La televisión
La televisión ha dejado de ser un aparato; se ha convertido en un órgano doméstico y personal. Cuando las emisoras de una y otra clase combaten para conquistar telespectadores y trabajan en una supuesta operación para ganar clientes, lo que en realidad están haciendo es colectar pacientes.Cada vez más la televisión, sea la que sea, tiende a disminuir su calidad y el mayor grado de salud posible procedería de apartar de nuestra vida el aparato. No obstante, es literalmente imposible hacerlo. La televisión ha traspasado la frontera de las pantallas y se ha inscrito como un huesped fisiológico en el espectador. ¿Cómo sería una vida sin televisión? ¿Quién podría concebir una mutilación de ese alcance y a estas alturas?
Jean-Philippe Toussaint acaba de publicar en la editorial Minuit su quinta novela titulada La televisión. El narrador de la historia trata de redactar una novela a lo largo de un verano en la ciudad de Berlín y su primera determinación es no encender el aparato mientras escribe. Considera que su sonsonete, sus imágenes, sus anuncios publicitarios y sus fanfarrias le desviarán del objeto real en que desea concentrarse. A fin de cuentas, opina, la televisión es un trasunto ficticio de la realidad, un imago de las cosas y una triviliadidad que deteriorará su pensamiento y su estilo. No puede, sin embargo, cruzar ante el televisor apagado y no sentirse arrastrado por la fascinación que aquel ojo ciego le invita a ver. El televisor no habla, no se mueve, no balbucea, pero tras él un tropel de sugestiones presionan en su pupila vacía. Bastaría pulsar un botón para que su brillo inmóvil se convirtiera en un caudal de imágenes y de voces, de noticias peregrinas, de zarabandas y sucesos. ¿Cómo dejar sin vida esa ocasión de conocer? ¿Cómo seguir sintiéndose libre tras haber amordazado una muchedumbre, de sentidos y sinsentidos?
El telespectador es más que un espectador. No sólo se encuentra a la expectativa, ha depositado su expectativa en la voluntad del aparato. Y no, dadas como están hoy las cosas, para deleitarse con él, sino para soportarlo como una perversa rutina. No, por tanto, para sentir un placer puro, como en los años siguientes a su novedad, sino para recibir un placer enrarecido. Un placer compuesto por un 10% de entretenimiento y un 90% de malestar.

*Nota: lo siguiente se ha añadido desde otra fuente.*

//! Consumption of a `go test -json` line stream.
//!
//! [`StreamConsumer`] reads lines until the stream ends, applying each
//! decoded event to an [`Aggregation`] and notifying a [`Reporter`] as it
//! goes:
//!
//! | action   | subject         | effect                                         |
//! |----------|-----------------|------------------------------------------------|
//! | `start`  | package         | moves the stream start earlier                 |
//! | `run`    | test            | creates a running test and a 0% coverage entry |
//! | `run`    | benchmark       | creates a benchmark                            |
//! | `output` | package         | records coverage                               |
//! | `output` | benchmark       | appends output, records the result line        |
//! | `output` | running test    | appends normalized output                      |
//! | terminal | running test    | sets status and timing, post-processes output  |
//!
//! Events that refer to unknown records or try to re-terminate a test are
//! logged and dropped. A non-JSON line carrying the build-failed marker
//! aborts the stream with [`StreamError::BuildFailed`].

use std::io;
use std::time::Duration;

use chrono::{DateTime, Utc};
use futures::{Stream, StreamExt};
use tracing::{debug, warn};

use crate::aggregation::{Aggregation, ViewSettings};
use crate::event::{Action, Decoded, Event, decode_line};
use crate::model::{BenchmarkRecord, CoverageRecord, TestRecord, TestStatus};
use crate::patterns::{BenchmarkResult, parse_benchmark_result, parse_coverage};
use crate::postprocess::{OutputProcessor, PathNormalizer};
use crate::report::{Reporter, StreamLine, StreamReport};

/// Errors that abort stream consumption.
#[derive(Debug, thiserror::Error)]
pub enum StreamError {
    #[error("build failed: {0}")]
    BuildFailed(String),
}

/// Stateful consumer of one event stream.
pub struct StreamConsumer<'r, R: Reporter + ?Sized> {
    aggregation: Aggregation,
    normalizer: PathNormalizer,
    processor: OutputProcessor,
    reporter: &'r R,
    clock: fn() -> DateTime<Utc>,
    latest_event_at: Option<DateTime<Utc>>,
}

impl<'r, R: Reporter + ?Sized> StreamConsumer<'r, R> {
    /// Creates a consumer that reports to `reporter`.
    ///
    /// Paths are not normalized and the default `.go` patterns are used
    /// until overridden with the builder methods.
    pub fn new(reporter: &'r R, settings: ViewSettings) -> Self {
        Self {
            aggregation: Aggregation::new(settings),
            normalizer: PathNormalizer::default(),
            processor: OutputProcessor::default(),
            reporter,
            clock: Utc::now,
            latest_event_at: None,
        }
    }

    pub fn with_normalizer(mut self, normalizer: PathNormalizer) -> Self {
        self.normalizer = normalizer;
        self
    }

    pub fn with_processor(mut self, processor: OutputProcessor) -> Self {
        self.processor = processor;
        self
    }

    /// Replaces the wall clock used for the stream start and end times.
    pub fn with_clock(mut self, clock: fn() -> DateTime<Utc>) -> Self {
        self.clock = clock;
        self
    }

    pub fn aggregation(&self) -> &Aggregation {
        &self.aggregation
    }

    /// Consumes `lines` to the end and returns the final aggregation.
    ///
    /// A read error ends the stream early but is not fatal: whatever was
    /// collected so far is still reported.
    pub async fn run<S>(mut self, lines: S) -> Result<Aggregation, StreamError>
    where
        S: Stream<Item = io::Result<String>>,
    {
        let mut lines = std::pin::pin!(lines);

        self.aggregation.started_at = Some((self.clock)());

        let mut outcome = Ok(());
        while let Some(line) = lines.next().await {
            let line = match line {
                Ok(line) => line,
                Err(e) => {
                    warn!("Failed to read test output: {}", e);
                    break;
                }
            };

            if let Err(e) = self.ingest(&line).await {
                outcome = Err(e);
                break;
            }
        }

        self.aggregation.ended_at = Some(self.end_time());

        match outcome {
            Ok(()) => {
                {
                    let report = StreamReport::new(&self.aggregation);
                    self.reporter.on_stream_finished(&report).await;
                }
                Ok(self.aggregation)
            }
            Err(e) => {
                self.reporter.on_fatal_error(&e).await;
                Err(e)
            }
        }
    }

    /// The latest event time, so replays report the duration of the
    /// recorded run. Falls back to the wall clock without usable timestamps.
    fn end_time(&self) -> DateTime<Utc> {
        match (self.latest_event_at, self.aggregation.started_at) {
            (Some(latest), Some(started)) if latest >= started => latest,
            _ => (self.clock)(),
        }
    }

    /// Decodes and applies a single raw line.
    pub async fn ingest(&mut self, line: &str) -> Result<(), StreamError> {
        match decode_line(line) {
            Decoded::Event(event) => {
                self.reporter.on_line(StreamLine::Event(&event)).await;
                self.apply(&event).await;
                Ok(())
            }
            Decoded::Diagnostic(text) => {
                debug!("Diagnostic: {}", text);
                self.reporter.on_line(StreamLine::Diagnostic(&text)).await;
                Ok(())
            }
            Decoded::BuildFailed(text) => {
                self.reporter.on_line(StreamLine::Diagnostic(&text)).await;
                Err(StreamError::BuildFailed(text))
            }
        }
    }

    /// Applies one decoded event to the aggregation.
    pub async fn apply(&mut self, event: &Event) {
        if let Some(time) = event.timestamp()
            && self.latest_event_at.is_none_or(|latest| latest < time)
        {
            self.latest_event_at = Some(time);
        }

        match event.action {
            Action::Start => self.record_start(event),
            Action::Run if event.is_package_level() => {}
            Action::Run if event.is_benchmark() => self.start_benchmark(event),
            Action::Run => self.start_test(event),
            Action::Output if event.is_package_level() => self.package_output(event),
            Action::Output if event.is_benchmark() => self.benchmark_output(event),
            Action::Output => self.test_output(event),
            action if action.is_terminal() => {
                if !event.is_package_level() && !event.is_benchmark() {
                    self.finish_test(event).await;
                }
            }
            _ => {}
        }
    }

    fn record_start(&mut self, event: &Event) {
        let Some(time) = event.timestamp() else {
            return;
        };

        match self.aggregation.started_at {
            Some(current) if current <= time => {}
            _ => self.aggregation.started_at = Some(time),
        }
    }

    fn start_test(&mut self, event: &Event) {
        let test = TestRecord::new(&event.package, &event.test, event.timestamp());

        if let Some(previous) = self.aggregation.tests.insert(test.key.clone(), test)
            && previous.is_running()
        {
            debug!("Test {} restarted before finishing", previous.key);
        }

        self.aggregation
            .coverage
            .entry(event.package.clone())
            .or_insert_with(|| CoverageRecord {
                package: event.package.clone(),
                coverage: 0.0,
            });
    }

    fn start_benchmark(&mut self, event: &Event) {
        let benchmark = BenchmarkRecord::new(&event.package, &event.test, event.timestamp());
        self.aggregation
            .benchmarks
            .insert(benchmark.key.clone(), benchmark);
    }

    fn package_output(&mut self, event: &Event) {
        let output = event.output_text();

        if let Some(coverage) = parse_coverage(output) {
            self.aggregation.coverage.insert(
                event.package.clone(),
                CoverageRecord {
                    package: event.package.clone(),
                    coverage,
                },
            );
            return;
        }

        // Older toolchains print benchmark results without a test name.
        if let Some(result) = parse_benchmark_result(output) {
            let key = crate::model::record_key(&event.package, &result.name);
            self.record_benchmark_result(&key, result, event.timestamp());
        }
    }

    fn benchmark_output(&mut self, event: &Event) {
        let key = event.key();
        let line = self.normalizer.normalize(event.output_text());

        let Some(benchmark) = self.aggregation.benchmarks.get_mut(&key) else {
            debug!("Output for unknown benchmark {}", key);
            return;
        };
        benchmark.output.push(line);

        if let Some(result) = parse_benchmark_result(event.output_text()) {
            self.record_benchmark_result(&key, result, event.timestamp());
        }
    }

    fn record_benchmark_result(
        &mut self,
        key: &str,
        result: BenchmarkResult,
        time: Option<DateTime<Utc>>,
    ) {
        let Some(benchmark) = self.aggregation.benchmarks.get_mut(key) else {
            debug!("Result for unknown benchmark {}", key);
            return;
        };

        benchmark.processors = result.processors;
        benchmark.iterations = result.iterations;
        benchmark.duration_per_op = result.duration_per_op;
        benchmark.ended_at = time;
    }

    fn test_output(&mut self, event: &Event) {
        let key = event.key();

        let Some(test) = self.aggregation.tests.get_mut(&key) else {
            debug!("Output for unknown test {}", key);
            return;
        };

        if !test.is_running() {
            debug!("Ignoring output for finished test {}", key);
            return;
        }

        test.output.push(self.normalizer.normalize(event.output_text()));
    }

    async fn finish_test(&mut self, event: &Event) {
        let key = event.key();

        let Some(test) = self.aggregation.tests.get_mut(&key) else {
            debug!("Terminal event for unknown test {}", key);
            return;
        };

        if !test.is_running() {
            debug!("Ignoring repeated terminal event for {}", key);
            return;
        }

        test.status = match event.action {
            Action::Pass => TestStatus::Pass,
            Action::Fail => TestStatus::Fail,
            _ => TestStatus::Skip,
        };
        test.ended_at = event.timestamp();
        test.elapsed = event
            .elapsed
            .and_then(|secs| Duration::try_from_secs_f64(secs).ok())
            .unwrap_or_default();

        self.processor.process(test);

        self.reporter.on_test_finished(test).await;
    }
}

El televisor sigue encendido y cada vez más tiempo en cada casa. Se le enchufa y no importa cuánta atención se le conceda. Funciona autónomamente a despecho de su desinterés, de la salacidad de sus programas, de la vanidad de sus mensajes, de la necedad de sus concursos o la verborrea del presentador. O, presisamente, por todo ello. Su papel ha dejado de ser recreativo para pasar a ser muy sustantivo. Ha pasado de ser útil para ser vital. Tan inexcusable como una víscera y tan inseparable de la patología cotidiana como un tóxico.
No se tiene un televisor; se posee una fisiología televisiva que impide -sin detrimento del buen comportamiento orgánico- neutralizar el aparato. Su ceguera afecta a nuestro sosiego, su mutismo se proyecta sobre nuestro oído, su ausencia ataca a nuestro equilibrio.
El televisor fue como un electrodoméstico con la apariencia de tener vida. Ahora, la vida doméstica lo incluye como una dolencia primordial. Gracias a su monotonía la fe en la la monotonía está asegurada, gracias a la indiferencia con la que se le trata crece una autoestima confortable y superior.
El televisor sirve ya para cualquier cosa más importante que la simple cosa de hacerse ver. Basta, ante todo, que se haga notar en su forma obediente, inagotable, propicia, insulsa. En el sistema de la casa actúa como una cámara que trasforma en meros programas la amenaza exterior. Y, en el sistema del organismo, su tabarra se comporta como una molestia crónica y conocida cuya perdurabilidad es el signo más directo de seguir, todavía, aquí.